Multiple dwelling code

Landlords of buildings with three or more units must meet the standards in the New Jersey Hotel and Multiple Dwelling Health and Safety Code, or “multiple dwelling” code. This code is contained in regulations issued by the New Jersey Department of Community Affairs. Cite: N.J.A.C. 5:10-1.1.

This code has detailed and specific rules that cover everything, including locks, window screens, ventilation, pests, plumbing, painting, garbage, living space, and so on. You can find these regulations in your courthouse library or public library, or you can call the Department of Community Affairs, Bureau of Housing Inspection, in Trenton at (609) 633-6210 to purchase a copy.

Local property maintenance code

Most towns and cities also have their own housing or property maintenance codes. These codes usually apply to all buildings or apartments, not just multiple dwellings. Single-family houses and two-family houses are covered by these codes. Call your city hall or municipal building and ask for the building inspector or housing inspector if you have any questions or problems, or would just like to see a copy of the local housing code.

Heat requirements

If your lease requires the landlord to provide heat, the landlord must give you the amount of heat required by the state codes and the local town or city ordinance. Under the state housing codes, from October 1 to May 1, the landlord must provide enough heat so that the temperature in the apartment is at least 68 degrees from 6 a.m. to 11 p.m. Between the hours of 11 p.m. and 6 a.m., the temperature in the apartment must be at least 65 degrees. Cite: N.J.A.C. 5:10-14 et seq. and N.J.A.C. 5:28-1.12(m). Local health codes cover parts of the year not covered by housing codes.

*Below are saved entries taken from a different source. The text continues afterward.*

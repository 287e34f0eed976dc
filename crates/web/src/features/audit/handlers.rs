use axum::{
    Json,
    extract::{Path, Query, State},
    http::header,
    response::{IntoResponse, Response},
};
use storage::{
    dto::vote::ExportQuery,
    services::audit::{self, AuditFilter, VoteAudit},
};

use crate::error::WebResult;
use crate::features::presentations::handlers::RoleQuery;
use crate::state::AppState;

#[utoipa::path(
    get,
    path = "/api/users/{user_id}/audit",
    params(
        ("user_id" = String, Path, description = "Voter id"),
        RoleQuery
    ),
    responses(
        (status = 200, description = "Every vote cast by the user with its history", body = Vec<VoteAudit>)
    ),
    tag = "audit"
)]
pub async fn get_user_audit(
    State(state): State<AppState>,
    Path(user_id): Path<String>,
    Query(query): Query<RoleQuery>,
) -> WebResult<Json<Vec<VoteAudit>>> {
    let filter = AuditFilter {
        user_id: Some(user_id),
        role: query.role,
        ..AuditFilter::default()
    };
    let audit = audit::get_vote_audit(state.store(), &filter).await?;

    Ok(Json(audit))
}

#[utoipa::path(
    get,
    path = "/api/audit/export",
    params(ExportQuery),
    responses(
        (status = 200, description = "Audit export as a JSON document or a CSV table"),
        (status = 400, description = "Unsupported format or filter")
    ),
    tag = "audit"
)]
pub async fn export_audit(
    State(state): State<AppState>,
    Query(query): Query<ExportQuery>,
) -> WebResult<Response> {
    let bytes = audit::export_audit(state.store(), query.format, &query.filter()).await?;

    let headers = [
        (header::CONTENT_TYPE, query.format.content_type().to_string()),
        (
            header::CONTENT_DISPOSITION,
            format!(
                "attachment; filename=\"vote-audit.{}\"",
                query.format.extension()
            ),
        ),
    ];

    Ok((headers, bytes).into_response())
}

The housing inspector or board of health in your town enforces the heat requirements in the state and local codes. Larger cities have special no-heat hotlines that are set up especially to handle complaints. The inspector can file a complaint in court on your behalf, or you can file your own complaint. The landlord must then appear in court and explain why he or she is not providing heat. The court can impose stiff penalties, including fines or jail sentences.

For information about citations, and how to get more information about a particular law, see Finding the Law in the Landlord Tenant section.

LEAD PAINT AND LEAD POISONING

Lead poisoning is a dangerous health problem for many tenants, especially children. Lead poisoning is the presence of too much lead in the body. Children and unborn babies are particularly at risk of harm from lead poisoning since their bodies and nervous systems are still developing. Lead poisoning can cause serious physical and mental harm to adults and children. Don’t wait to do something about it if you think you or your children may be exposed to lead in your apartment or home.

Poisoning by lead paint

A person can be poisoned by eating lead or breathing lead dust. Tenants—especially children under 6—are frequently poisoned by the paint in their apartment or house. Until 1978, lead was used in house paints. In older buildings, there is usually a lot of lead paint. Peeling or cracking paint in older houses and apartments can be dangerous. Outside paint can also have lead in it. Peeling paint on the outside of houses or porches can fall on the ground.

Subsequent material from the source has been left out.